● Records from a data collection
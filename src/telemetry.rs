//! Structured telemetry for broken contracts and invariants.
//!
//! The device graph has a handful of invariants (symmetric adjacency, a complete graph
//! inside a [`Network`](crate::Network), unique ids) that public APIs can still be used
//! to break, e.g. by calling [`Device::disconnect_from`](crate::Device::disconnect_from)
//! on two network members directly. Instead of panicking, such situations are turned
//! into structured [`ContractViolation`] records that can be:
//!
//! - Logged via tracing (default behavior)
//! - Collected programmatically for testing
//! - Sent to custom observers (metrics, alerting, etc.)
//!
//! # Example
//!
//! ```
//! use handheld_link::telemetry::{CollectingObserver, ViolationKind};
//! use handheld_link::Network;
//! use std::sync::Arc;
//!
//! let observer = Arc::new(CollectingObserver::new());
//! let network = Network::new().with_observer(observer.clone());
//! assert!(network.device_count() == 0);
//! assert!(!observer.has_violation(ViolationKind::Topology));
//! ```

use crate::DeviceId;
use parking_lot::Mutex;
use std::collections::BTreeMap;
use std::sync::Arc;

/// Severity of a contract violation.
///
/// Severities are ordered from least to most severe, allowing filtering
/// and comparison operations.
#[derive(Debug, Clone, Copy, PartialEq, Eq, PartialOrd, Ord, Hash, serde::Serialize)]
#[serde(rename_all = "snake_case")]
pub enum ViolationSeverity {
    /// Unexpected but recoverable; the operation was ignored or corrected.
    Warning,
    /// Serious issue; behavior may be degraded.
    Error,
    /// Critical invariant broken; the device graph is inconsistent.
    Critical,
}

impl ViolationSeverity {
    /// Returns a string representation suitable for logging/metrics labels.
    #[must_use]
    pub const fn as_str(&self) -> &'static str {
        match self {
            Self::Warning => "warning",
            Self::Error => "error",
            Self::Critical => "critical",
        }
    }
}

impl std::fmt::Display for ViolationSeverity {
    fn fmt(&self, f: &mut std::fmt::Formatter<'_>) -> std::fmt::Result {
        f.write_str(self.as_str())
    }
}

/// Categories of contract violations, one per subsystem.
///
/// # Forward Compatibility
///
/// This enum is marked `#[non_exhaustive]`. Always include a wildcard arm when matching.
#[derive(Debug, Clone, Copy, PartialEq, Eq, PartialOrd, Ord, Hash, serde::Serialize)]
#[serde(rename_all = "snake_case")]
#[non_exhaustive]
pub enum ViolationKind {
    /// Adjacency invariant violated.
    ///
    /// Examples:
    /// - A peer set that is not mirrored on the other side
    /// - Two network members that are not linked
    /// - A device asked to connect to itself
    Topology,
    /// Network membership invariant violated.
    ///
    /// Examples:
    /// - Two distinct devices sharing one id inside a network
    Membership,
    /// Game lifecycle contract issue.
    Lifecycle,
    /// Periodic task scheduling issue.
    ///
    /// Examples:
    /// - A zero-length tick period
    Scheduler,
    /// Game registry issue.
    ///
    /// Examples:
    /// - Two factories registered under the same derived id
    Registry,
    /// Configuration constraint violated at runtime.
    Configuration,
    /// Internal logic error (should never happen).
    InternalError,
    /// Runtime invariant check failed.
    ///
    /// Only checked in debug builds or when the `paranoid` feature is enabled.
    Invariant,
}
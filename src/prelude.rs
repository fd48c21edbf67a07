//! Convenient re-exports for common usage.
//!
//! # Usage
//!
//! ```rust
//! use handheld_link::prelude::*;
//! ```
//!
//! # What's Included
//!
//! - **Devices**: [`Device`], [`DeviceBuilder`], [`DeviceConfig`], [`DeviceId`]
//! - **Device state**: [`Button`], [`ButtonStates`], [`PowerState`], [`DeviceEvent`]
//! - **Games**: [`Game`], [`GameMetadata`], [`GameId`], [`Cartridge`], [`GameLibrary`]
//! - **Networking**: [`Network`], [`NetworkMessage`], [`Recipient`]
//! - **Scheduling**: [`Scheduler`], [`TaskHandle`], [`DriverHandle`]
//! - **Error handling**: [`HandheldError`], [`HandheldResult`]
//!
//! # Example
//!
//! ```rust
//! use handheld_link::prelude::*;
//!
//! struct Snake {
//!     metadata: GameMetadata,
//!     length: usize,
//! }
//!
//! impl Game for Snake {
//!     fn metadata(&self) -> &GameMetadata {
//!         &self.metadata
//!     }
//!
//!     fn on_init(&mut self, _device: &Device) {
//!         self.length = 3;
//!     }
//!
//!     fn on_step(&mut self, device: &Device) {
//!         if device.button_states().a {
//!             self.length += 1;
//!         }
//!     }
//! }
//! ```

// Devices
pub use crate::{Device, DeviceBuilder, DeviceConfig, DeviceId};

// Device state
pub use crate::{Button, ButtonStates, DeviceEvent, PowerState};

// Games
pub use crate::{Cartridge, Game, GameId, GameLibrary, GameMetadata};

// Networking
pub use crate::{Network, NetworkMessage, Recipient};

// Scheduling
pub use crate::{DriverHandle, Scheduler, TaskHandle};

// Error handling
pub use crate::{HandheldError, HandheldResult};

● WORK INSTRUCTIONS
Each record above is to be written out again, without any change.

● THE ANSWER
filename src/telemetry.rs
//! Structured telemetry for broken contracts and invariants.
//!
//! The device graph has a handful of invariants (symmetric adjacency, a complete graph
//! inside a [`Network`](crate::Network), unique ids) that public APIs can still be used
//! to break, e.g. by calling [`Device::disconnect_from`](crate::Device::disconnect_from)
//! on two network members directly. Instead of panicking, such situations are turned
//! into structured [`ContractViolation`] records that can be:
//!
//! - Logged via tracing (default behavior)
//! - Collected programmatically for testing
//! - Sent to custom observers (metrics, alerting, etc.)
//!
//! # Example
//!
//! ```
//! use handheld_link::telemetry::{CollectingObserver, ViolationKind};
//! use handheld_link::Network;
//! use std::sync::Arc;
//!
//! let observer = Arc::new(CollectingObserver::new());
//! let network = Network::new().with_observer(observer.clone());
//! assert!(network.device_count() == 0);
//! assert!(!observer.has_violation(ViolationKind::Topology));
//! ```

use crate::DeviceId;
use parking_lot::Mutex;
use std::collections::BTreeMap;
use std::sync::Arc;

/// Severity of a contract violation.
///
/// Severities are ordered from least to most severe, allowing filtering
/// and comparison operations.
#[derive(Debug, Clone, Copy, PartialEq, Eq, PartialOrd, Ord, Hash, serde::Serialize)]
#[serde(rename_all = "snake_case")]
pub enum ViolationSeverity {
    /// Unexpected but recoverable; the operation was ignored or corrected.
    Warning,
    /// Serious issue; behavior may be degraded.
    Error,
    /// Critical invariant broken; the device graph is inconsistent.
    Critical,
}

impl ViolationSeverity {
    /// Returns a string representation suitable for logging/metrics labels.
    #[must_use]
    pub const fn as_str(&self) -> &'static str {
        match self {
            Self::Warning => "warning",
            Self::Error => "error",
            Self::Critical => "critical",
        }
    }
}

impl std::fmt::Display for ViolationSeverity {
    fn fmt(&self, f: &mut std::fmt::Formatter<'_>) -> std::fmt::Result {
        f.write_str(self.as_str())
    }
}

/// Categories of contract violations, one per subsystem.
///
/// # Forward Compatibility
///
/// This enum is marked `#[non_exhaustive]`. Always include a wildcard arm when matching.
#[derive(Debug, Clone, Copy, PartialEq, Eq, PartialOrd, Ord, Hash, serde::Serialize)]
#[serde(rename_all = "snake_case")]
#[non_exhaustive]
pub enum ViolationKind {
    /// Adjacency invariant violated.
    ///
    /// Examples:
    /// - A peer set that is not mirrored on the other side
    /// - Two network members that are not linked
    /// - A device asked to connect to itself
    Topology,
    /// Network membership invariant violated.
    ///
    /// Examples:
    /// - Two distinct devices sharing one id inside a network
    Membership,
    /// Game lifecycle contract issue.
    Lifecycle,
    /// Periodic task scheduling issue.
    ///
    /// Examples:
    /// - A zero-length tick period
    Scheduler,
    /// Game registry issue.
    ///
    /// Examples:
    /// - Two factories registered under the same derived id
    Registry,
    /// Configuration constraint violated at runtime.
    Configuration,
    /// Internal logic error (should never happen).
    InternalError,
    /// Runtime invariant check failed.
    ///
    /// Only checked in debug builds or when the `paranoid` feature is enabled.
    Invariant,
}
filename src/prelude.rs
repository fd48c21edbf67a07
//! Convenient re-exports for common usage.
//!
//! # Usage
//!
//! ```rust
//! use handheld_link::prelude::*;
//! ```
//!
//! # What's Included
//!
//! - **Devices**: [`Device`], [`DeviceBuilder`], [`DeviceConfig`], [`DeviceId`]
//! - **Device state**: [`Button`], [`ButtonStates`], [`PowerState`], [`DeviceEvent`]
//! - **Games**: [`Game`], [`GameMetadata`], [`GameId`], [`Cartridge`], [`GameLibrary`]
//! - **Networking**: [`Network`], [`NetworkMessage`], [`Recipient`]
//! - **Scheduling**: [`Scheduler`], [`TaskHandle`], [`DriverHandle`]
//! - **Error handling**: [`HandheldError`], [`HandheldResult`]
//!
//! # Example
//!
//! ```rust
//! use handheld_link::prelude::*;
//!
//! struct Snake {
//!     metadata: GameMetadata,
//!     length: usize,
//! }
//!
//! impl Game for Snake {
//!     fn metadata(&self) -> &GameMetadata {
//!         &self.metadata
//!     }
//!
//!     fn on_init(&mut self, _device: &Device) {
//!         self.length = 3;
//!     }
//!
//!     fn on_step(&mut self, device: &Device) {
//!         if device.button_states().a {
//!             self.length += 1;
//!         }
//!     }
//! }
//! ```

// Devices
pub use crate::{Device, DeviceBuilder, DeviceConfig, DeviceId};

// Device state
pub use crate::{Button, ButtonStates, DeviceEvent, PowerState};

// Games
pub use crate::{Cartridge, Game, GameId, GameLibrary, GameMetadata};

// Networking
pub use crate::{Network, NetworkMessage, Recipient};

// Scheduling
pub use crate::{DriverHandle, Scheduler, TaskHandle};

// Error handling
pub use crate::{HandheldError, HandheldResult};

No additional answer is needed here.